Порой в этом «лицедействе» и «творении» себя Врубель доходил до парадоксов. Полная прихотливость своего «я». Однажды он явился к Праховым с «расписанным» зеленой масляной краской носом и в объяснение и оправдание заявил, что не видит разницы между такого рода «косметикой» и той, какую позволяют себе современные женщины… Так могли бы поступать и поступали, кстати, футуристы!
Можно ли отделить здесь, в этом сложном настрое, который проявляет Врубель в Киеве (и еще более отчетливо покажет впоследствии), эстетическую позицию романтика, предсимволиста от воображения и отношения к миру, к искусству человека, чья психика затронута болезненностью?
А исчезновения Врубеля, становившиеся систематическими? Начать с резкой смены дружеских привязанностей, что отмечало и его юность.
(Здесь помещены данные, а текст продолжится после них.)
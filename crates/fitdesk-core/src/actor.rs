//! Caller identity for service operations.
//!
//! The presentation layer establishes who is calling (its own session
//! mechanism, out of scope here) and passes that identity into each service
//! call explicitly. Services gate privileged operations on
//! [`Actor::is_admin`] and ownership checks on [`Actor::is_member`].

use serde::{Deserialize, Serialize};

use crate::ids::{MemberId, StaffId};
use crate::staff::StaffRole;

/// The identity on whose behalf a service call runs.
#[derive(Debug, Clone, PartialEq, Eq, Serialize, Deserialize)]
pub enum Actor {
    /// A logged-in member.
    Member(MemberId),

    /// A logged-in staff account.
    Staff {
        /// The staff identifier.
        id: StaffId,
        /// The staff member's role.
        role: StaffRole,
    },

    /// A trusted in-process caller, e.g. the startup bootstrap. Passes every
    /// permission check.
    System,
}

impl Actor {
    /// Build a staff actor from an authenticated staff record.
    #[must_use]
    pub fn staff(id: StaffId, role: StaffRole) -> Self {
        Self::Staff { id, role }
    }

    /// Whether this actor holds administrator privileges.
    #[must_use]
    pub fn is_admin(&self) -> bool {
        match self {
            Self::Staff { role, .. } => *role == StaffRole::Admin,
            Self::System => true,
            Self::Member(_) => false,
        }
    }

    /// Whether this actor is the member identified by `id`.
    #[must_use]
    pub fn is_member(&self, id: &MemberId) -> bool {
        matches!(self, Self::Member(own) if own == id)
    }
}
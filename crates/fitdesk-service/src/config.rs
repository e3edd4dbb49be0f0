//! Service configuration.

use std::path::PathBuf;

/// Default data directory when `FITDESK_DATA_DIR` is unset.
pub const DEFAULT_DATA_DIR: &str = "./data";

/// Default bootstrap administrator email.
pub const DEFAULT_ADMIN_EMAIL: &str = "admin@gym.com";

/// Default bootstrap administrator display name.
pub const DEFAULT_ADMIN_NAME: &str = "Default Admin";

/// Default bootstrap administrator password. Intended for first login only;
/// the bootstrap logs a warning whenever it is still in use.
pub const DEFAULT_ADMIN_PASSWORD: &str = "password123";

/// Configuration loaded from environment variables.
#[derive(Debug, Clone)]
pub struct Config {
    /// Directory holding the per-entity store files (default: `./data`).
    pub data_dir: PathBuf,

    /// The administrator account seeded at startup when none exists.
    pub admin: AdminSeed,
}

/// Credentials for the startup administrator seed.
#[derive(Debug, Clone)]
pub struct AdminSeed {
    /// Display name.
    pub name: String,
    /// Login email.
    pub email: String,
    /// Raw password; hashed by the staff service during the seed.
    pub password: String,
}

impl Default for AdminSeed {
    fn default() -> Self {
        Self {
            name: DEFAULT_ADMIN_NAME.to_string(),
            email: DEFAULT_ADMIN_EMAIL.to_string(),
            password: DEFAULT_ADMIN_PASSWORD.to_string(),
        }
    }
}

impl Config {
    /// Load configuration from environment variables, falling back to the
    /// defaults above.
    #[must_use]
    pub fn from_env() -> Self {
        Self {
            data_dir: std::env::var("FITDESK_DATA_DIR")
                .unwrap_or_else(|_| DEFAULT_DATA_DIR.into())
                .into(),
            admin: AdminSeed {
                name: std::env::var("FITDESK_ADMIN_NAME")
                    .unwrap_or_else(|_| DEFAULT_ADMIN_NAME.into()),
                email: std::env::var("FITDESK_ADMIN_EMAIL")
                    .unwrap_or_else(|_| DEFAULT_ADMIN_EMAIL.into()),
                password: std::env::var("FITDESK_ADMIN_PASSWORD")
                    .unwrap_or_else(|_| DEFAULT_ADMIN_PASSWORD.into()),
            },
        }
    }

    /// Configuration rooted at the given data directory, with the default
    /// admin seed. Handy for embedding and tests.
    #[must_use]
    pub fn with_data_dir(data_dir: impl Into<PathBuf>) -> Self {
        Self {
            data_dir: data_dir.into(),
            admin: AdminSeed::default(),
        }
    }
}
В свое время он «сменил» Весселей на Папмелей, Папмелей — на Валуевых, Валуевых — на Симоновичей. Теперь он забыл Праховых ради Тарновских. Свои систематические исчезновения он сам довольно метко называл «игрой в провал». Но можно было бы сказать, что у него была потребность покидать не только какие-то дома, где он моментами начинал чувствовать себя чужим. Он словно испытывал необходимость уйти от всех, покинуть и самого себя, забыть себя, «выйти из себя». Терялся контакт с жизнью, и нестерпимыми казались установленные нормы, «точки отсчета». И тогда, пропадая, он словно переходил в другие измерения. В эти моменты, исчезая не только от всех, но и от самого себя, он, можно сказать, повисал в воздухе. Не случайно, когда возвращался, ничего не помнил о времени «провала». Но всё же это было лучше, чем. пребывать в той обыденности, стертости, на «плоскости», за которой ничего нет и не может быть, а если есть, то скрыто за «семью печатями», за завесой, за которую заглянуть никому не дано, да и, по мнению окружающих людей, незачем.